Towards Mastery Learning through Achievements

Speaker
Dr Wrigstad, Tobias, Associate Professor, Department of Information Technology, Uppsala University
Chaired by
Dr Martin HENZ, Associate Professor, School of Computing
henz@comp.nus.edu.sg

25 Feb 2019 Monday, 10:00 AM to 11:30 AM

SR3, COM1-02-12

Abstract:

The canonical programming course is structured around a number of programming assignments, with the intention that understanding of programming concepts is best taught through implementation. This talk is about a deviation from this formula, in an effort to encourage students to be more active in managing their own studies. By changing the formula from assignment-centric to concept-centric, we accidentally rediscovered ideas put forward in mastery learning.

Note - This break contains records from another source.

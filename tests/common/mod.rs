#![allow(dead_code)]

use async_trait::async_trait;
use axum_test::TestServer;
use shortlink::application::services::ShortenerSettings;
use shortlink::domain::entities::{NewUrlRecord, UrlRecord};
use shortlink::domain::repositories::UrlRepository;
use shortlink::domain::{ClickCounting, ShortenPolicy, StoreError};
use shortlink::infrastructure::persistence::MemoryUrlRepository;
use shortlink::routes::{app_router, router};
use shortlink::state::AppState;
use std::sync::Arc;
use std::time::Duration;

pub const BASE_URL: &str = "https://s.example.com";

pub fn test_settings() -> ShortenerSettings {
    ShortenerSettings {
        base_url: BASE_URL.to_string(),
        ..ShortenerSettings::default()
    }
}

pub fn create_test_state() -> (AppState, Arc<MemoryUrlRepository>) {
    create_test_state_with(test_settings())
}

pub fn create_test_state_with(settings: ShortenerSettings) -> (AppState, Arc<MemoryUrlRepository>) {
    let repository = Arc::new(MemoryUrlRepository::new());
    let state = AppState::new(repository.clone(), settings);
    (state, repository)
}

pub fn create_test_server() -> (TestServer, Arc<MemoryUrlRepository>) {
    let (state, repository) = create_test_state();
    (TestServer::new(router(state)).unwrap(), repository)
}

pub fn create_server_with(settings: ShortenerSettings) -> TestServer {
    let (state, _) = create_test_state_with(settings);
    TestServer::new(router(state)).unwrap()
}

pub fn always_new_settings() -> ShortenerSettings {
    ShortenerSettings {
        policy: ShortenPolicy::AlwaysNew,
        ..test_settings()
    }
}

pub async fn create_test_link(repo: &MemoryUrlRepository, code: &str, url: &str) -> UrlRecord {
    repo.create(NewUrlRecord::new(url, code)).await.unwrap()
}

/// Wraps the in-memory store and fails selected operations.
pub struct FlakyRepository {
    pub inner: MemoryUrlRepository,
    pub fail_increments: bool,
    pub fail_ping: bool,
    /// Added to every read before it reaches the inner store.
    pub delay: Option<Duration>,
}

impl FlakyRepository {
    pub fn failing_increments() -> Self {
        Self {
            inner: MemoryUrlRepository::new(),
            fail_increments: true,
            fail_ping: false,
            delay: None,
        }
    }

    pub fn failing_ping() -> Self {
        Self {
            inner: MemoryUrlRepository::new(),
            fail_increments: false,
            fail_ping: true,
            delay: None,
        }
    }

    pub fn slow(delay: Duration) -> Self {
        Self {
            inner: MemoryUrlRepository::new(),
            fail_increments: false,
            fail_ping: false,
            delay: Some(delay),
        }
    }

    async fn wait(&self) {
        if let Some(delay) = self.delay {
            tokio::time::sleep(delay).await;
        }
    }
}

#[async_trait]
impl UrlRepository for FlakyRepository {
    async fn create(&self, new_record: NewUrlRecord) -> Result<UrlRecord, StoreError> {
        self.inner.create(new_record).await
    }

    async fn get_by_code(&self, code: &str) -> Result<UrlRecord, StoreError> {
        self.wait().await;
        self.inner.get_by_code(code).await
    }

    async fn get_by_original_url(&self, url: &str) -> Result<Option<UrlRecord>, StoreError> {
        self.wait().await;
        self.inner.get_by_original_url(url).await
    }

    async fn increment_clicks(&self, id: i64) -> Result<i64, StoreError> {
        if self.fail_increments {
            return Err(StoreError::Backend("connection reset".to_string()));
        }
        self.inner.increment_clicks(id).await
    }

    async fn exists(&self, code: &str) -> Result<bool, StoreError> {
        self.inner.exists(code).await
    }

    async fn delete(&self, code: &str) -> Result<bool, StoreError> {
        self.inner.delete(code).await
    }

    async fn list(&self, limit: i64, offset: i64) -> Result<Vec<UrlRecord>, StoreError> {
        self.wait().await;
        self.inner.list(limit, offset).await
    }

    async fn count(&self) -> Result<i64, StoreError> {
        self.wait().await;
        self.inner.count().await
    }

    async fn ping(&self) -> Result<(), StoreError> {
        if self.fail_ping {
            return Err(StoreError::Backend("connection refused".to_string()));
        }
        self.wait().await;
        self.inner.ping().await
    }
}

pub fn flaky_server(
    repository: FlakyRepository,
    click_counting: ClickCounting,
) -> (TestServer, Arc<FlakyRepository>) {
    let repository = Arc::new(repository);
    let settings = ShortenerSettings {
        click_counting,
        ..test_settings()
    };
    let state = AppState::new(repository.clone(), settings);
    (TestServer::new(router(state)).unwrap(), repository)
}

/// Serves the production stack from [`app_router`]: timeout and trailing-slash
/// normalization included.
pub fn create_app_server(
    repository: Arc<dyn UrlRepository>,
    request_timeout: Duration,
) -> TestServer {
    let state = AppState::new(repository, test_settings());
    let app = axum::Router::new().fallback_service(app_router(state, request_timeout));
    TestServer::new(app).unwrap()
}
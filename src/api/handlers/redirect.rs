//! Handler for short URL redirect.

use axum::{
    extract::{Path, State},
    http::{StatusCode, header},
    response::{IntoResponse, Response},
};

use crate::error::AppError;
use crate::state::AppState;

/// Redirects a short code to its original URL.
///
/// # Endpoint
///
/// `GET /{code}`
///
/// # Request Flow
///
/// 1. Reject malformed codes without touching storage
/// 2. Look up the record
/// 3. Count the click (strict or best-effort, per configuration)
/// 4. Return 302 Found
///
/// # Errors
///
/// Returns 400 Bad Request for malformed codes.
/// Returns 404 Not Found if the short code doesn't exist.
pub async fn redirect_handler(
    Path(code): Path<String>,
    State(state): State<AppState>,
) -> Result<Response, AppError> {
    let record = state.url_service.resolve(&code).await?;

    tracing::debug!(code = %code, clicks = record.click_count, "Redirecting");

    Ok((
        StatusCode::FOUND,
        [(header::LOCATION, record.original_url)],
    )
        .into_response())
}
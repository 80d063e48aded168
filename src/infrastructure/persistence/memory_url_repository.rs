//! In-memory implementation of the URL repository.

use std::collections::HashMap;
use std::sync::{RwLock, RwLockReadGuard, RwLockWriteGuard};

use async_trait::async_trait;
use chrono::Utc;

use crate::domain::entities::{NewUrlRecord, UrlRecord};
use crate::domain::errors::StoreError;
use crate::domain::repositories::UrlRepository;

#[derive(Debug, Default)]
struct Inner {
    last_id: i64,
    by_code: HashMap<String, UrlRecord>,
    code_by_id: HashMap<i64, String>,
    /// Ids per original URL in insertion order.
    ids_by_url: HashMap<String, Vec<i64>>,
}

/// Process-local repository backed by maps behind a single lock.
///
/// Suitable for tests and single-instance deployments; records do not survive
/// a restart. All mutation, including click increments, happens under the
/// write lock, so concurrent increments are never lost.
#[derive(Debug, Default)]
pub struct MemoryUrlRepository {
    inner: RwLock<Inner>,
}

impl MemoryUrlRepository {
    /// Creates an empty repository.
    pub fn new() -> Self {
        Self::default()
    }

    fn read(&self) -> Result<RwLockReadGuard<'_, Inner>, StoreError> {
        self.inner
            .read()
            .map_err(|_| StoreError::Backend("memory store lock poisoned".to_string()))
    }

    fn write(&self) -> Result<RwLockWriteGuard<'_, Inner>, StoreError> {
        self.inner
            .write()
            .map_err(|_| StoreError::Backend("memory store lock poisoned".to_string()))
    }
}

#[async_trait]
impl UrlRepository for MemoryUrlRepository {
    async fn create(&self, new_record: NewUrlRecord) -> Result<UrlRecord, StoreError> {
        let mut inner = self.write()?;

        if inner.by_code.contains_key(&new_record.short_code) {
            return Err(StoreError::DuplicateCode(new_record.short_code));
        }

        inner.last_id += 1;
        let record = UrlRecord::new(
            inner.last_id,
            new_record.original_url,
            new_record.short_code,
            new_record.created_at.unwrap_or_else(Utc::now),
            0,
        );

        inner
            .code_by_id
            .insert(record.id, record.short_code.clone());
        inner
            .ids_by_url
            .entry(record.original_url.clone())
            .or_default()
            .push(record.id);
        inner
            .by_code
            .insert(record.short_code.clone(), record.clone());

        Ok(record)
    }

    async fn get_by_code(&self, code: &str) -> Result<UrlRecord, StoreError> {
        self.read()?
            .by_code
            .get(code)
            .cloned()
            .ok_or(StoreError::NotFound)
    }

    async fn get_by_original_url(
        &self,
        original_url: &str,
    ) -> Result<Option<UrlRecord>, StoreError> {
        let inner = self.read()?;

        let record = inner
            .ids_by_url
            .get(original_url)
            .and_then(|ids| ids.first())
            .and_then(|id| inner.code_by_id.get(id))
            .and_then(|code| inner.by_code.get(code))
            .cloned();

        Ok(record)
    }

    async fn increment_clicks(&self, id: i64) -> Result<i64, StoreError> {
        let mut inner = self.write()?;

        let code = inner.code_by_id.get(&id).cloned().ok_or(StoreError::NotFound)?;
        let record = inner.by_code.get_mut(&code).ok_or(StoreError::NotFound)?;
        record.click_count += 1;

        Ok(record.click_count)
    }

    async fn exists(&self, code: &str) -> Result<bool, StoreError> {
        Ok(self.read()?.by_code.contains_key(code))
    }

    async fn delete(&self, code: &str) -> Result<bool, StoreError> {
        let mut inner = self.write()?;

        let Some(record) = inner.by_code.remove(code) else {
            return Ok(false);
        };

        inner.code_by_id.remove(&record.id);
        if let Some(ids) = inner.ids_by_url.get_mut(&record.original_url) {
            ids.retain(|id| *id != record.id);
            if ids.is_empty() {
                inner.ids_by_url.remove(&record.original_url);
            }
        }

        Ok(true)
    }

    async fn list(&self, limit: i64, offset: i64) -> Result<Vec<UrlRecord>, StoreError> {
        let inner = self.read()?;

        let mut records: Vec<&UrlRecord> = inner.by_code.values().collect();
        records.sort_by(|a, b| {
            b.created_at
                .cmp(&a.created_at)
                .then_with(|| b.id.cmp(&a.id))
        });

        let offset = usize::try_from(offset.max(0)).unwrap_or(usize::MAX);
        let limit = usize::try_from(limit.max(0)).unwrap_or(usize::MAX);

        Ok(records
            .into_iter()
            .skip(offset)
            .take(limit)
            .cloned()
            .collect())
    }

    async fn count(&self) -> Result<i64, StoreError> {
        let len = self.read()?.by_code.len();
        Ok(i64::try_from(len).unwrap_or(i64::MAX))
    }

    async fn ping(&self) -> Result<(), StoreError> {
        self.read().map(|_| ())
    }
}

This talk reports on several years of experience in running a full-semester 2nd year programming course in mastery learning-like style, where the foremost goal of assignments is to produce evidence that can be used to demonstrate mastery as opposed to produce a running program. Students are free to chose their individual way of navigating through the map of required concepts, skills and tools -- what to demonstrate, when to demonstrate, and how to demonstrate. I will discuss how students handle such a disruptive change in course design (within our local curriculum), and report on the experience of refining design choices, open problems and lessons learned.


Biodata:

Tobias Wrigstad is an associate professor in Computer Science at the Department of Information Technology at Uppsala University. His main interests are programming languages, software engineering and effective teaching methods. Tobias' current active research interests include type systems, concurrent and parallel programming, garbage collection, memory and cache utilisation, the use managed languages for scientific computing, and dynamic programming languages. In recent years, Tobias has spent considerable effort in deploying mastery learning techniques and effective course design. He is currently excited about applying graph theory to explore designs and dependencies of multi-year degree programmes.